Prolog: Di Wayatim Saya Singgah

Reisky Handika 6 November 2011

Tiba jugalah akhirnya 3 November 2011. Sudah hampir dua bulan tanggal ini selalu tampak seperti sesuatu yang tak nyata. Karena masih berjarak. Namun sekarang tanggal ini telah sampai.

                Kami ber-47 tiba di Bandara Soekarno-Hatta. Pagi buta. Rombongan kami dan tim dari Galuh bersiap berpisah. Rasanya surreal: kami akan saling melepas tangan dan meninggalkan apa yang kami punya di sini. Akan terbanglah kami ke berbagai penjuru, sendiri-sendiri, setahun. Rasa-rasanya masih tak nyata.

                Saya pribadi tidak memungkiri memiliki rasa takut dan gugup. Terbersit bermacam-macam pikiran tentang kemungkinan-kemungkinan yang akan saya alami di daerah penempatan nanti. Berbagai skenario bermunculan di kepala, mereka-reka sesuatu yang masih belum terlihat jelas bentukannya. Tapi ada pula excitement yang belum pernah saya rasakan sebelumnya. Campur aduk. Saya benar-benar ingin tahu.

                Rasanya ingin saya ekstraksikan dan mampatkan tujuh minggu terakhir di Ciawi ke dalam sebuah kotak kecil yang bisa saya bawa ke mana-mana. Dan kapanpun saya mau, saya bisa membuka kotak itu dan menikmatinya sendirian. Materi, wejangan, nasehat dari segenap panitia saya inginkan tak ada yang tercecer satu pun. Dan tentunya juga kenangan. Dengan 46 yang lain. Yang masih belum puas saya berbagi dengan. Yang masih mau saya kenal lebih dalam. Yang masih ingin saya dengar tawanya.

                Penerbangan pertama, pukul 05.40 WIB. Saya di situ. Tim Halmahera Selatan. Kami bersepuluh pamit di muka. Boarding. Take off. Tak sampai seperempat hari, telah di Indonesia Timur-lah kami.

                Bagi saya pribadi, ini adalah pengalaman paling pertama menginjakkan kaki di Indonesia bagian timur. Seumur-umur saya hidup, paling jauh saya cuma bisa sampai Lombok. Sumatera, Kalimantan, Sulawesi, Maluku, dan Papua belum sempat saya raih. Jadi bisa dikatakan ini menjadi semacam “prestasi pribadi”.

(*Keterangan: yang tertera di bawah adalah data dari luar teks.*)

//! Geographic grouping of stops with seeded k-means.

use std::panic::{AssertUnwindSafe, catch_unwind};

use linfa::prelude::*;
use linfa_clustering::KMeans;
use ndarray::Array2;
use rand_xoshiro::{Xoshiro256Plus, rand_core::SeedableRng};

use crate::{
    Coordinate, Error, Result,
    constants::{
        DEFAULT_CLUSTER_MAX_ITERATIONS, DEFAULT_CLUSTER_RESTARTS, DEFAULT_CLUSTER_SEED,
        DEFAULT_CLUSTER_TOLERANCE, STOPS_PER_CLUSTER,
    },
};

/// Seeded, restartable k-means over raw `(lat, lng)` pairs.
#[derive(Clone, Copy, Debug, PartialEq)]
pub struct ClusterAssigner {
    pub seed: u64,
    pub restarts: usize,
    pub max_iterations: u64,
    pub tolerance: f64,
}

impl Default for ClusterAssigner {
    fn default() -> Self {
        Self {
            seed: DEFAULT_CLUSTER_SEED,
            restarts: DEFAULT_CLUSTER_RESTARTS,
            max_iterations: DEFAULT_CLUSTER_MAX_ITERATIONS,
            tolerance: DEFAULT_CLUSTER_TOLERANCE,
        }
    }
}

impl ClusterAssigner {
    pub fn with_seed(mut self, seed: u64) -> Self {
        self.seed = seed;
        self
    }

    pub fn with_restarts(mut self, restarts: usize) -> Self {
        self.restarts = restarts.max(1);
        self
    }

    /// One label per point. `k` of `None` or `Some(0)` targets about eight
    /// stops per cluster. When `k` reaches the point count every point gets
    /// its own increasing label. Labels are numbered in order of first
    /// appearance so equal partitions always read the same.
    #[courier_route_derive::timer("cluster.assign")]
    pub fn assign(&self, points: &[Coordinate], k: Option<usize>) -> Result<Vec<usize>> {
        let n = points.len();
        if n == 0 {
            return Ok(Vec::new());
        }

        let k = match k {
            Some(k) if k > 0 => k,
            _ => auto_cluster_count(n),
        };
        if k >= n {
            log::debug!("cluster: identity n={n} k={k}");
            return Ok((0..n).collect());
        }

        let distinct = distinct_labels(points);
        let distinct_count = distinct.iter().max().map_or(0, |m| m + 1);
        if distinct_count <= k {
            log::debug!("cluster: distinct n={n} k={k} distinct={distinct_count}");
            return Ok(distinct);
        }

        let labels = self.fit_predict(points, k)?;
        let labels = canonicalize(&labels);
        log::debug!(
            "cluster: kmeans n={n} k={k} clusters={}",
            labels.iter().max().map_or(0, |m| m + 1)
        );
        Ok(labels)
    }

    fn fit_predict(&self, points: &[Coordinate], k: usize) -> Result<Vec<usize>> {
        let flat: Vec<f64> = points.iter().flat_map(|p| p.as_row()).collect();
        let records = Array2::from_shape_vec((points.len(), 2), flat)
            .map_err(|e| Error::clustering(format!("feature shape: {e}")))?;

        let fitted = catch_unwind(AssertUnwindSafe(|| {
            let rng = Xoshiro256Plus::seed_from_u64(self.seed);
            let dataset = DatasetBase::from(records.clone());
            KMeans::params_with_rng(k, rng)
                .n_runs(self.restarts.max(1))
                .max_n_iterations(self.max_iterations)
                .tolerance(self.tolerance)
                .fit(&dataset)
                .map(|model| model.predict(&records).to_vec())
        }))
        .map_err(|_| Error::clustering("k-means panicked"))?;

        let labels = fitted.map_err(|e| Error::clustering(e.to_string()))?;
        if labels.len() != points.len() {
            return Err(Error::clustering(format!(
                "expected {} labels, got {}",
                points.len(),
                labels.len()
            )));
        }
        Ok(labels)
    }
}

/// `max(1, round(n / 8))`, rounding halves to even.
pub fn auto_cluster_count(n: usize) -> usize {
    ((n as f64 / STOPS_PER_CLUSTER).round_ties_even() as usize).max(1)
}

/// Labels each point by the index of its coordinate among distinct
/// coordinates, in first-appearance order.
fn distinct_labels(points: &[Coordinate]) -> Vec<usize> {
    let mut seen: Vec<(u64, u64)> = Vec::new();
    points
        .iter()
        .map(|p| {
            let key = (p.lat.to_bits(), p.lng.to_bits());
            seen.iter().position(|s| *s == key).unwrap_or_else(|| {
                seen.push(key);
                seen.len() - 1
            })
        })
        .collect()
}

fn canonicalize(labels: &[usize]) -> Vec<usize> {
    let mut order: Vec<usize> = Vec::new();
    labels
        .iter()
        .map(|label| {
            order.iter().position(|l| l == label).unwrap_or_else(|| {
                order.push(*label);
                order.len() - 1
            })
        })
        .collect()
}

#[cfg(test)]
mod tests {
    use super::{ClusterAssigner, auto_cluster_count, canonicalize};
    use crate::Coordinate;

    fn grid(groups: &[(f64, f64)], per_group: usize) -> Vec<Coordinate> {
        groups
            .iter()
            .flat_map(|&(lat, lng)| {
                (0..per_group)
                    .map(move |i| Coordinate::new(lat + i as f64 * 1e-4, lng - i as f64 * 1e-4))
            })
            .collect()
    }

    #[test]
    fn empty_input_gives_empty_labels() {
        let labels = ClusterAssigner::default().assign(&[], Some(3)).expect("labels");
        assert!(labels.is_empty());
    }

    #[test]
    fn k_at_or_above_n_is_identity() {
        let points = grid(&[(-0.18, -78.48)], 4);
        for k in [4, 5, 40] {
            let labels = ClusterAssigner::default()
                .assign(&points, Some(k))
                .expect("labels");
            assert_eq!(labels, vec![0, 1, 2, 3]);
        }
    }

    #[test]
    fn auto_count_targets_eight_stops_per_cluster() {
        assert_eq!(auto_cluster_count(1), 1);
        assert_eq!(auto_cluster_count(4), 1);
        assert_eq!(auto_cluster_count(12), 2);
        assert_eq!(auto_cluster_count(20), 2);
        assert_eq!(auto_cluster_count(28), 4);
        assert_eq!(auto_cluster_count(40), 5);
    }

    #[test]
    fn zero_k_is_treated_as_auto() {
        let points = grid(&[(-0.18, -78.48)], 3);
        let labels = ClusterAssigner::default().assign(&points, Some(0)).expect("labels");
        assert_eq!(labels, vec![0, 0, 0]);
    }

    #[test]
    fn separates_distant_groups() {
        let points = grid(&[(-0.18, -78.48), (-2.19, -79.88), (-2.90, -79.00)], 6);
        let labels = ClusterAssigner::default()
            .assign(&points, Some(3))
            .expect("labels");

        assert_eq!(labels.len(), 18);
        for group in labels.chunks(6) {
            assert!(group.iter().all(|l| *l == group[0]));
        }
        assert_eq!(labels[0], 0);
        assert_eq!(labels[6], 1);
        assert_eq!(labels[12], 2);
    }

    #[test]
    fn same_seed_gives_same_labels() {
        let points = grid(&[(-0.18, -78.48), (-0.20, -78.50), (-0.25, -78.45)], 5);
        let assigner = ClusterAssigner::default().with_seed(7);

        let first = assigner.assign(&points, Some(4)).expect("labels");
        let second = assigner.assign(&points, Some(4)).expect("labels");

        assert_eq!(first, second);
        assert!(first.iter().all(|l| *l < 4));
    }

    #[test]
    fn duplicate_points_fall_back_to_distinct_labels() {
        let points = vec![
            Coordinate::new(1.0, 1.0),
            Coordinate::new(2.0, 2.0),
            Coordinate::new(1.0, 1.0),
            Coordinate::new(2.0, 2.0),
        ];
        let labels = ClusterAssigner::default()
            .assign(&points, Some(3))
            .expect("labels");
        assert_eq!(labels, vec![0, 1, 0, 1]);
    }

    #[test]
    fn canonical_labels_follow_first_appearance() {
        assert_eq!(canonicalize(&[2, 2, 0, 1, 0]), vec![0, 0, 1, 2, 1]);
    }
}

                Mendarat di Ternate, menyeberang laut ke Pulau Bacan, dan berkapal ria ke desa penempatan, semua padat dilakukan dalam jangka waktu empat hari. Desa tujuan saya adalah Desa Wayatim, Kecamatan Bacan Timur Tengah, Kabupaten Halmahera Selatan, Provinsi Maluku Utara. Desa Wayatim merupakan desa paling ujung di Kecamatan Bacan Timur Tengah. Ada tujuh desa seluruhnya: Tawa, Songa, Bibinoi, Tabapoma, Tutupa, Tomara, dan Wayatim. Yang unik dari desa saya ini adalah ukurannya yang mungil. Berkeliling desa bisa dilakukan hanya dalam waktu tujuh menit (dengan jogging) atau sekitar 20 menit (dengan jalan super santai). Hanya ada 60-an Kepala Keluarga di sini. Amat sepi. Selain itu, di sini nyaris tidak ada anak remaja (usia belasan hingga awal 20-an), karena memang di desa ini hanya ada satu sekolah, yakni SDN Wayatim. Dan di situlah saya mengajar.

                Ada sekitar 60 siswa di SD ini, namun hanya ada lima ruang kelas dan dua orang guru selain saya (satu di antaranya Kepala Sekolah). Tak ada perpustakaan, tak ada kamar mandi. Ingin buang air? Tinggal jalan ke pantai.

                Tetapi wajah anak-anak Wayatim begitu menggemaskan. Tertawa sudah seperti konsumsi wajib ada setiap hari, dan tidak berlaku Law of Diminishing Return untuk tawa itu. Semua tampak begitu ringan dan indah. Semuanya terasa cukup. Tak ada yang kurang. Malah mungkin berlebih.

                Nama saya Reisky Handika, Pengajar Muda Angkatan III. Saya telah sampai di Wayatim, rumah baru saya. Namun perjalanan saya baru saja dimulai.